Práticas que podem ajudar

  1. Gestão de Energia, Não de Tempo
    O modelo de Tony Schwartz e Jim Loehr argumenta que a performance depende não de administrar minutos, mas de gerenciar energia física, emocional, mental e espiritual — e que oscilar entre estresse e recuperação em cada dimensão é o que sustenta alta performance, não insistir por mais tempo. O modelo foi desenvolvido por praticantes e é amplamente usado em coaching corporativo; práticas específicas (sono, rituais de recuperação, alinhamento de propósito) têm suporte de pesquisa independente em níveis variados de evidência.
  2. A Auditoria de Energia
    Loehr e Schwartz argumentam que o alto desempenho é fundamentalmente um problema de gestão de energia, não de gestão de tempo: você tem quatro reservatórios de energia — físico, emocional, mental e espiritual — e o desempenho sustentado exige tanto gastar quanto renovar cada um. A estrutura é uma síntese clínica convincente; a evidência direta de ensaios controlados para o próprio modelo de quatro quadrantes é limitada.
  3. Gerencie as quatro dimensões de energia: física, emocional, mental, espiritual
    Trate a energia como o recurso fundamental de desempenho — não o tempo, o esforço ou a técnica.
    O Estado Ideal de Desempenho, Explicado na Prática
  4. Construir rituais de energia emocional para amortecer o desgaste diário
    A energia emocional é a qualidade de disponibilidade emocional que você traz ao trabalho e aos relacionamentos — e é treinável por meio de breves rituais diários.
    Gestão de Energia, Não de Tempo
  5. Tratar a energia física como o fundamento de toda a outra energia
    Qualidade do sono, exercício e nutrição não são preocupações de "saúde" separadas — são o substrato sobre o qual rodam a energia emocional, mental e de propósito.
    Gestão de Energia, Não de Tempo
  6. Construir intervalos deliberados de recuperação na jornada de trabalho
    A performance de elite não é esforço sustentado — é oscilação estratégica entre estresse e recuperação, aplicada em cada escala de tempo.
    Gestão de Energia, Não de Tempo
  7. O Poder do Pleno Envolvimento, na Prática
    Loehr e Schwartz argumentam que o desempenho depende de gerenciar energia, não tempo: você tem energia física, emocional, mental e espiritual, e a chave é oscilar entre o pleno envolvimento e a recuperação real, em vez de empurrar de forma linear. O modelo das quatro dimensões é uma estrutura de prática profissional, mas seus componentes — recuperação, pausas, sono, exercício e sentido — têm cada um seu próprio suporte real.
  8. Amplie o perfil IZOF para incluir emoções positivas e negativas
    Mapeie quais emoções — não apenas ansiedade — são funcionais para seu desempenho, e quais são disfuncionais.

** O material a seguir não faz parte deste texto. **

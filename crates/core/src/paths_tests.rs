// SPDX-License-Identifier: BUSL-1.1
// Copyright (c) 2026 Alfred Jean LLC

use super::*;
use serial_test::serial;

fn paths() -> OpsPaths {
    OpsPaths::new("/srv/ops", "/srv/backups")
}

#[test]
fn layout_matches_production_tree() {
    let p = paths();
    assert_eq!(p.apps_file(), PathBuf::from("/srv/ops/config/apps.yml"));
    assert_eq!(p.token_file(), PathBuf::from("/srv/ops/config/ops_token.txt"));
    assert_eq!(
        p.restic_password_file(),
        PathBuf::from("/srv/ops/config/restic_password.txt")
    );
    assert_eq!(p.age_key_file(), PathBuf::from("/srv/ops/config/age.key"));
    assert_eq!(p.rclone_conf(), PathBuf::from("/srv/ops/config/rclone.conf"));
    assert_eq!(p.audit_log(), PathBuf::from("/srv/ops/logs/audit.log"));
    assert_eq!(
        p.run_log("20260115120000-0a1b2c3d"),
        PathBuf::from("/srv/ops/logs/runs/20260115120000-0a1b2c3d.log")
    );
    assert_eq!(
        p.job_work_dir("20260115120000-0a1b2c3d"),
        PathBuf::from("/srv/backups/work/20260115120000-0a1b2c3d")
    );
    assert_eq!(
        p.manifest_path("x"),
        PathBuf::from("/srv/backups/meta/runs/x/manifest.json")
    );
    assert_eq!(
        p.checksums_path("x"),
        PathBuf::from("/srv/backups/meta/runs/x/checksums.sha256")
    );
    assert_eq!(p.registry_db(), PathBuf::from("/srv/backups/meta/backups.sqlite"));
    assert_eq!(
        p.restore_bundle("x"),
        PathBuf::from("/srv/backups/meta/restore_bundle_x.tar.zst")
    );
    assert_eq!(p.repo_dir(), PathBuf::from("/srv/backups/restic_repo"));
}

#[test]
#[serial]
fn from_env_honors_overrides() {
    std::env::set_var("OPS_DIR", "/tmp/ops-test");
    std::env::set_var("OPS_BACKUP_ROOT", "/tmp/backups-test");
    let p = OpsPaths::from_env();
    assert_eq!(p.ops_dir, PathBuf::from("/tmp/ops-test"));
    assert_eq!(p.backup_root, PathBuf::from("/tmp/backups-test"));
    std::env::remove_var("OPS_DIR");
    std::env::remove_var("OPS_BACKUP_ROOT");
}

#[test]
#[serial]
fn from_env_defaults() {
    std::env::remove_var("OPS_DIR");
    std::env::remove_var("OPS_BACKUP_ROOT");
    let p = OpsPaths::from_env();
    assert_eq!(p.ops_dir, PathBuf::from(DEFAULT_OPS_DIR));
    assert_eq!(p.backup_root, PathBuf::from(DEFAULT_BACKUP_ROOT));
}

#[test]
fn ensure_tree_creates_directories() {
    let dir = tempfile::tempdir().unwrap();
    let p = OpsPaths::new(dir.path().join("ops"), dir.path().join("backups"));
    p.ensure_tree().unwrap();
    assert!(p.config_dir().is_dir());
    assert!(p.run_logs_dir().is_dir());
    assert!(p.work_dir().is_dir());
    assert!(p.runs_dir().is_dir());
}

#[test]
fn embedded_work_dir_joins_absolute_layout() {
    let p = paths();
    let target = Path::new("/tmp/restore-abc");
    assert_eq!(
        p.embedded_work_dir(target, "20260115120000-0a1b2c3d"),
        PathBuf::from("/tmp/restore-abc/srv/backups/work/20260115120000-0a1b2c3d")
    );
}
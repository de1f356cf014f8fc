// SPDX-License-Identifier: BUSL-1.1
// Copyright (c) 2026 Alfred Jean LLC

//! The agent's filesystem layout, derived from two roots.

use std::path::{Path, PathBuf};

pub const DEFAULT_OPS_DIR: &str = "/srv/ops";
pub const DEFAULT_BACKUP_ROOT: &str = "/srv/backups";

/// Every path the agent touches, hung off the ops dir (config + logs)
/// and the backup root (work tree, run metadata, restic repo).
#[derive(Debug, Clone, PartialEq, Eq)]
pub struct OpsPaths {
    pub ops_dir: PathBuf,
    pub backup_root: PathBuf,
}

impl OpsPaths {
    pub fn new(ops_dir: impl Into<PathBuf>, backup_root: impl Into<PathBuf>) -> Self {
        Self {
            ops_dir: ops_dir.into(),
            backup_root: backup_root.into(),
        }
    }

    /// Roots from `OPS_DIR` / `OPS_BACKUP_ROOT`, with the production
    /// defaults when unset.
    pub fn from_env() -> Self {
        let ops_dir = std::env::var("OPS_DIR").unwrap_or_else(|_| DEFAULT_OPS_DIR.to_string());
        let backup_root =
            std::env::var("OPS_BACKUP_ROOT").unwrap_or_else(|_| DEFAULT_BACKUP_ROOT.to_string());
        Self::new(ops_dir, backup_root)
    }

    // --- config ---

    pub fn config_dir(&self) -> PathBuf {
        self.ops_dir.join("config")
    }

    pub fn apps_file(&self) -> PathBuf {
        self.config_dir().join("apps.yml")
    }

    pub fn token_file(&self) -> PathBuf {
        self.config_dir().join("ops_token.txt")
    }

    pub fn restic_password_file(&self) -> PathBuf {
        self.config_dir().join("restic_password.txt")
    }

    pub fn age_key_file(&self) -> PathBuf {
        self.config_dir().join("age.key")
    }

    pub fn rclone_conf(&self) -> PathBuf {
        self.config_dir().join("rclone.conf")
    }

    // --- logs ---

    pub fn logs_dir(&self) -> PathBuf {
        self.ops_dir.join("logs")
    }

    pub fn audit_log(&self) -> PathBuf {
        self.logs_dir().join("audit.log")
    }

    pub fn run_logs_dir(&self) -> PathBuf {
        self.logs_dir().join("runs")
    }

    pub fn run_log(&self, job_id: &str) -> PathBuf {
        self.run_logs_dir().join(format!("{job_id}.log"))
    }

    // --- work tree ---

    pub fn work_dir(&self) -> PathBuf {
        self.backup_root.join("work")
    }

    pub fn job_work_dir(&self, job_id: &str) -> PathBuf {
        self.work_dir().join(job_id)
    }

    // --- run metadata ---

    pub fn meta_dir(&self) -> PathBuf {
        self.backup_root.join("meta")
    }

    pub fn runs_dir(&self) -> PathBuf {
        self.meta_dir().join("runs")
    }

    pub fn run_meta_dir(&self, job_id: &str) -> PathBuf {
        self.runs_dir().join(job_id)
    }

    pub fn manifest_path(&self, job_id: &str) -> PathBuf {
        self.run_meta_dir(job_id).join("manifest.json")
    }

    pub fn checksums_path(&self, job_id: &str) -> PathBuf {
        self.run_meta_dir(job_id).join("checksums.sha256")
    }

    pub fn registry_db(&self) -> PathBuf {
        self.meta_dir().join("backups.sqlite")
    }

    pub fn restore_bundle(&self, run_id: &str) -> PathBuf {
        self.meta_dir().join(format!("restore_bundle_{run_id}.tar.zst"))
    }

    // --- repo ---

    pub fn repo_dir(&self) -> PathBuf {
        self.backup_root.join("restic_repo")
    }

    /// Create every directory the daemon expects to exist.
    pub fn ensure_tree(&self) -> std::io::Result<()> {
        for dir in [
            self.config_dir(),
            self.run_logs_dir(),
            self.work_dir(),
            self.runs_dir(),
        ] {
            std::fs::create_dir_all(dir)?;
        }
        Ok(())
    }

    /// Where a restic restore of a run's snapshot materializes inside a
    /// scratch target: the snapshot embeds the original absolute path.
    pub fn embedded_work_dir(&self, restore_target: &Path, run_id: &str) -> PathBuf {
        let embedded = self.job_work_dir(run_id);
        let relative = embedded
            .strip_prefix("/")
            .map(Path::to_path_buf)
            .unwrap_or(embedded);
        restore_target.join(relative)
    }
}

#[cfg(test)]
#[path = "paths_tests.rs"]
mod tests;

    A Zona de Funcionamento Ótimo: o Modelo IZOF de Hanin
  9. Trate a energia física como a fundação de todas as outras dimensões
    Sono, movimento e nutrição não são itens de bem-estar separados — são o substrato que torna possível a energia emocional, mental e espiritual.
    A Auditoria de Energia
  10. Construa uma oscilação rítmica entre estresse e recuperação
    Alto desempenho não é esforço sustentado — é alternância deliberada entre engajamento total e recuperação total.